It may be small in size, but a tremendous variety of animals prowl the grounds of the Lahugala Reserve, including leopards, sloths, barking deer and the rare Rusty-spotted Cat. But we were most likely to see elephants — a herd of up 150 lives in the park.

Our visit was timed to coincide with the elephants’ meal time, but unfortunately also coincided with darkening skies and a late afternoon storm. A solitary elephant had ventured out to the feeding grounds, where there are usually up to fifty (elephants are apparently as lazy as humans when it comes to rain). Oh well. We had recently gotten lucky with the big guys in Habarana, and hadn’t paid anything to visit Lahugala — the highway cuts through the reserve and passes the elephants’ favorite stomping ground, making a ticket to the park’s interior unnecessary.
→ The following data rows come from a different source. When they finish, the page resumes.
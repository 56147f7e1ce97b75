//! High-level state management with stores.
//!
//! Stores provide a convenient abstraction for managing application state
//! with automatic reactivity and change subscriptions.

mod store;
mod subscribers;

pub use store::Store;
pub use subscribers::{Subscribers, Subscription};
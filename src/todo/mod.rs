//! The todo list core: items, the observable store and its serializable forms.

mod handle;
mod item;
mod snapshot;
mod store;

pub use handle::TodoHandle;
pub use item::{Todo, TodoId};
pub use snapshot::{InitialState, StoreSnapshot, TodoSeed};
pub use store::{SetLabel, TodoStore};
So Lahugala wasn’t a resounding success but it was only part of the excursion. Our next stop was the ruins of the Magul Maha Vihara, which date to the 5th century AD and are said to have been the palace for one of Sri Lanka’s most famous queens.

According to legend, good King Kelanie-Tissa had been tricked by his wicked brother into murdering an innocent holy man, whose body was then tossed into the ocean. Furious at the injustice, wrathful sea gods unleashed a storm whose waves surged over the land and killed many people. In order to appease the gods, the king was advised to make a terrible sacrifice: that of his only daughter, Devi.
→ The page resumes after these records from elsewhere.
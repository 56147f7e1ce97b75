use serde::{Deserialize, Serialize};
use std::fmt;
use std::str::FromStr;
use uuid::Uuid;

/// Unique identifier for a todo item.
///
/// Generated once at creation and never reused.
#[derive(Clone, Copy, Debug, PartialEq, Eq, Hash, PartialOrd, Ord, Serialize, Deserialize)]
#[serde(transparent)]
pub struct TodoId(Uuid);

impl TodoId {
    /// Creates a new random `TodoId`
    #[must_use]
    pub fn new() -> Self {
        Self(Uuid::new_v4())
    }

    /// Creates a `TodoId` from a UUID
    #[must_use]
    pub const fn from_uuid(id: Uuid) -> Self {
        Self(id)
    }

    /// Returns the inner UUID
    #[must_use]
    pub const fn as_uuid(&self) -> &Uuid {
        &self.0
    }
}

impl Default for TodoId {
    fn default() -> Self {
        Self::new()
    }
}

impl fmt::Display for TodoId {
    fn fmt(&self, f: &mut fmt::Formatter<'_>) -> fmt::Result {
        write!(f, "{}", self.0)
    }
}

impl FromStr for TodoId {
    type Err = uuid::Error;

    fn from_str(s: &str) -> Result<Self, Self::Err> {
        Uuid::parse_str(s.trim()).map(Self)
    }
}

/// A single todo item.
///
/// Items are owned by exactly one [`TodoStore`](crate::TodoStore); only the
/// store changes them, so the fields are read through accessors.
#[derive(Clone, Debug, PartialEq, Eq, Serialize, Deserialize)]
pub struct Todo {
    id: TodoId,
    label: String,
    #[serde(default)]
    completed: bool,
}

impl Todo {
    pub(crate) fn new(label: String, completed: bool) -> Self {
        Self {
            id: TodoId::new(),
            label,
            completed,
        }
    }

    pub fn id(&self) -> TodoId {
        self.id
    }

    pub fn label(&self) -> &str {
        &self.label
    }

    pub fn is_completed(&self) -> bool {
        self.completed
    }

    /// Set the completion flag; returns whether it changed.
    pub(crate) fn set_completed(&mut self, completed: bool) -> bool {
        let changed = self.completed != completed;
        self.completed = completed;
        changed
    }

    /// Replace the label; returns whether it changed.
    pub(crate) fn set_label(&mut self, label: &str) -> bool {
        if self.label == label {
            return false;
        }
        self.label = label.to_string();
        true
    }
}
The king was grief-stricken, but the lovely and pious Princess Devi bravely accepted her fate. Content that her death might save countless lives, she allowed herself to be strapped down in a golden ship, then pushed out into the storm. The sea gods were impressed by her courage, and decided to spare the princess, re-routing her ship to the nearby realm of King Kavan-Tissa.
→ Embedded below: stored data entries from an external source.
use std::cell::{Cell, RefCell};
use std::collections::{BTreeSet, HashMap, HashSet};
use std::rc::Rc;

use tracing::{trace, warn};

/// Identifier of a source or observer inside one runtime.
pub type NodeId = usize;

type Observer = Rc<dyn Fn()>;

/// Flush rounds allowed before a self-scheduling effect chain is cut off.
const MAX_FLUSH_ROUNDS: usize = 100;

/// Reactive context for tracking dependencies.
#[derive(Default)]
struct ReactiveContext {
    // Active read trackers, innermost last. `None` marks an untracked section.
    trackers: Vec<Option<BTreeSet<NodeId>>>,
    // Map from source ID to its current version
    versions: HashMap<NodeId, u64>,
    // Map from source ID to the observers that read it on their last run
    dependents: HashMap<NodeId, HashSet<NodeId>>,
    // Map from observer ID to the sources it read on its last run
    observer_deps: HashMap<NodeId, BTreeSet<NodeId>>,
    // Map from observer ID to the effect function
    observers: HashMap<NodeId, Observer>,
    batch_depth: usize,
    // Ordered by ID so effects run in creation order
    pending: BTreeSet<NodeId>,
    flushing: bool,
}

impl ReactiveContext {
    fn unlink(&mut self, observer_id: NodeId) {
        if let Some(old_deps) = self.observer_deps.remove(&observer_id) {
            for source_id in old_deps {
                if let Some(deps) = self.dependents.get_mut(&source_id) {
                    deps.remove(&observer_id);
                }
            }
        }
    }
}

/// Single-threaded reactive runtime.
///
/// The runtime hands out IDs, keeps a version counter per source, records
/// which observers read which sources and re-runs those observers after a
/// write. Writes made inside [`ReactiveRuntime::batch`] are coalesced so
/// every affected observer runs exactly once when the outermost batch ends.
///
/// Each thread has a default runtime; [`ReactiveRuntime::scope`] installs a
/// fresh one for isolation.
///
/// # Examples
///
/// ```
/// use todostore::runtime::ReactiveRuntime;
/// use todostore::Signal;
///
/// ReactiveRuntime::scope(|| {
///     let signal = Signal::new(0);
///     assert_eq!(signal.get(), 0);
/// });
/// // Runtime and all its state is dropped here
/// ```
pub struct ReactiveRuntime {
    next_id: Cell<NodeId>,
    context: RefCell<ReactiveContext>,
}

thread_local! {
    static RUNTIME_STACK: RefCell<Vec<Rc<ReactiveRuntime>>> = const { RefCell::new(Vec::new()) };
    static THREAD_RUNTIME: Rc<ReactiveRuntime> = ReactiveRuntime::new();
}

/// Pops the scoped runtime even if the scoped closure unwinds.
struct ScopeGuard;

impl Drop for ScopeGuard {
    fn drop(&mut self) {
        RUNTIME_STACK.with(|stack| {
            stack.borrow_mut().pop();
        });
    }
}

impl ReactiveRuntime {
    /// Create a new isolated runtime with its own dependency graph.
    pub fn new() -> Rc<Self> {
        Rc::new(Self {
            next_id: Cell::new(0),
            context: RefCell::new(ReactiveContext::default()),
        })
    }

    /// Run a function with a fresh isolated runtime.
    ///
    /// Reactive primitives created inside `f` belong to that runtime. The
    /// runtime lives as long as anything created in it does.
    pub fn scope<F, R>(f: F) -> R
    where
        F: FnOnce() -> R,
    {
        Self::with_runtime(Self::new(), f)
    }

    /// The default runtime of the calling thread.
    pub fn thread_default() -> Rc<Self> {
        THREAD_RUNTIME.with(Rc::clone)
    }

    /// Get the current reactive runtime (innermost scope, or the thread default).
    pub fn current() -> Rc<Self> {
        RUNTIME_STACK
            .with(|stack| stack.borrow().last().cloned())
            .unwrap_or_else(Self::thread_default)
    }

    /// Run a function with a specific runtime as the current context.
    pub fn with_runtime<F, R>(runtime: Rc<Self>, f: F) -> R
    where
        F: FnOnce() -> R,
    {
        RUNTIME_STACK.with(|stack| {
            stack.borrow_mut().push(runtime);
        });
        let _guard = ScopeGuard;
        f()
    }

    /// Clear all observers, dependencies and pending work from this runtime.
    ///
    /// Source versions survive so live memos keep revalidating correctly.
    pub fn clear(&self) {
        let dropped = {
            let mut ctx = self.context.borrow_mut();
            ctx.dependents.clear();
            ctx.observer_deps.clear();
            ctx.pending.clear();
            std::mem::take(&mut ctx.observers)
        };
        // Observer closures may own signals whose drop re-enters the runtime.
        drop(dropped);
    }

    /// Generate the next unique ID for a reactive primitive.
    pub fn next_id(&self) -> NodeId {
        let id = self.next_id.get();
        self.next_id.set(id + 1);
        id
    }

    /// Register a new source at version zero.
    pub fn register_source(&self, source_id: NodeId) {
        self.context.borrow_mut().versions.insert(source_id, 0);
    }

    /// Forget a source that no longer exists.
    pub fn release_source(&self, source_id: NodeId) {
        // Skipped when the context is busy; a stale entry is harmless.
        if let Ok(mut ctx) = self.context.try_borrow_mut() {
            ctx.versions.remove(&source_id);
            ctx.dependents.remove(&source_id);
        }
    }

    /// Current version of a source. Unknown sources report zero.
    pub fn version(&self, source_id: NodeId) -> u64 {
        self.context
            .borrow()
            .versions
            .get(&source_id)
            .copied()
            .unwrap_or(0)
    }

    /// Track a read of a source by the current observer.
    pub fn track_read(&self, source_id: NodeId) {
        let mut ctx = self.context.borrow_mut();
        if let Some(Some(reads)) = ctx.trackers.last_mut() {
            reads.insert(source_id);
        }
    }

    /// Track reads of several sources at once.
    pub fn track_reads<I>(&self, source_ids: I)
    where
        I: IntoIterator<Item = NodeId>,
    {
        let mut ctx = self.context.borrow_mut();
        if let Some(Some(reads)) = ctx.trackers.last_mut() {
            reads.extend(source_ids);
        }
    }

    /// Run `f`, returning its result and every source it read.
    pub fn track<F, R>(&self, f: F) -> (R, BTreeSet<NodeId>)
    where
        F: FnOnce() -> R,
    {
        self.context.borrow_mut().trackers.push(Some(BTreeSet::new()));
        let result = f();
        let reads = self
            .context
            .borrow_mut()
            .trackers
            .pop()
            .flatten()
            .unwrap_or_default();
        (result, reads)
    }

    /// Run `f` without registering any of its reads on the current observer.
    pub fn untrack<F, R>(&self, f: F) -> R
    where
        F: FnOnce() -> R,
    {
        self.context.borrow_mut().trackers.push(None);
        let result = f();
        self.context.borrow_mut().trackers.pop();
        result
    }

    /// Record a write: bump the source version and schedule its observers.
    pub fn notify_write(&self, source_id: NodeId) {
        let run_now = {
            let mut ctx = self.context.borrow_mut();
            *ctx.versions.entry(source_id).or_insert(0) += 1;
            let observers = ctx
                .dependents
                .get(&source_id)
                .map(|obs| obs.iter().copied().collect::<Vec<_>>())
                .unwrap_or_default();
            ctx.pending.extend(observers);
            ctx.batch_depth == 0 && !ctx.flushing
        };

        if run_now {
            self.flush();
        }
    }

    /// Run `f` with observer execution deferred until the outermost batch ends.
    pub fn batch<F, R>(&self, f: F) -> R
    where
        F: FnOnce() -> R,
    {
        self.context.borrow_mut().batch_depth += 1;
        let result = f();
        let run_now = {
            let mut ctx = self.context.borrow_mut();
            ctx.batch_depth -= 1;
            ctx.batch_depth == 0 && !ctx.flushing
        };

        if run_now {
            self.flush();
        }
        result
    }

    /// Register an observer and run it once to collect its dependencies.
    pub fn create_observer<F>(&self, observer_id: NodeId, f: F)
    where
        F: Fn() + 'static,
    {
        {
            let mut ctx = self.context.borrow_mut();
            ctx.unlink(observer_id);
            ctx.observers.insert(observer_id, Rc::new(f));
        }
        self.run_observer(observer_id);
    }

    /// Run a registered observer, replacing its dependency set.
    pub fn run_observer(&self, observer_id: NodeId) {
        let observer = self.context.borrow().observers.get(&observer_id).cloned();
        let Some(observer) = observer else {
            return;
        };

        trace!(observer_id, "running observer");
        let ((), reads) = self.track(|| observer());

        let mut ctx = self.context.borrow_mut();
        // Disposed while running
        if !ctx.observers.contains_key(&observer_id) {
            return;
        }
        ctx.unlink(observer_id);
        for source_id in &reads {
            ctx.dependents
                .entry(*source_id)
                .or_default()
                .insert(observer_id);
        }
        ctx.observer_deps.insert(observer_id, reads);
    }

    /// Remove an observer and all of its dependency edges.
    pub fn remove_observer(&self, observer_id: NodeId) {
        let removed = {
            let mut ctx = self.context.borrow_mut();
            ctx.unlink(observer_id);
            ctx.pending.remove(&observer_id);
            ctx.observers.remove(&observer_id)
        };
        drop(removed);
    }

    /// Number of live observers.
    pub fn observer_count(&self) -> usize {
        self.context.borrow().observers.len()
    }

    /// Run every pending observer until nothing is left to run.
    fn flush(&self) {
        self.context.borrow_mut().flushing = true;

        let mut rounds = 0;
        loop {
            let pending = std::mem::take(&mut self.context.borrow_mut().pending);
            if pending.is_empty() {
                break;
            }

            rounds += 1;
            if rounds > MAX_FLUSH_ROUNDS {
                warn!(
                    rounds = MAX_FLUSH_ROUNDS,
                    dropped = pending.len(),
                    "observers kept rescheduling themselves; dropping pending runs"
                );
                break;
            }

            for observer_id in pending {
                self.run_observer(observer_id);
            }
        }

        self.context.borrow_mut().flushing = false;
    }
}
The soldiers of Kavan-Tissa who had been patrolling the shore were astounded by the arrival of the golden ship, but even more so by the beautiful maiden they found unconscious within. They carried her to the royal palace, where Devi finally opened her eyes. Dazzled by the opulence of the King’s court, she assumed that her sacrifice had been accepted, and that she was in heaven. When Kavan-Tissa (who had fallen in love with her at first sight) explained the situation and asked Devi to be his bride, she immediately accepted.

The ruins at Magul Maha Vihara were the palace of this fortunate Queen, who was much beloved by her subjects, and who eventually gave birth to King Duttugemunu: one of the island’s greatest heroes. It was just recently that had I heard the story of the princess, and I had assumed it to be nothing more than a legend. But Princess Devi existed… and here was her palace as proof! So how much of the story was true? Her father’s crime? The floods? The terrible sacrifice? The golden boat? The love-struck king? It’s impossible to say where fiction ends and fact begins.

Although we didn’t have much luck with the elephants, this was a great day trip, easy to arrange with any tuk-tuk driver in Arugam Bay. Definitely worth your time, if you find yourself with a free afternoon.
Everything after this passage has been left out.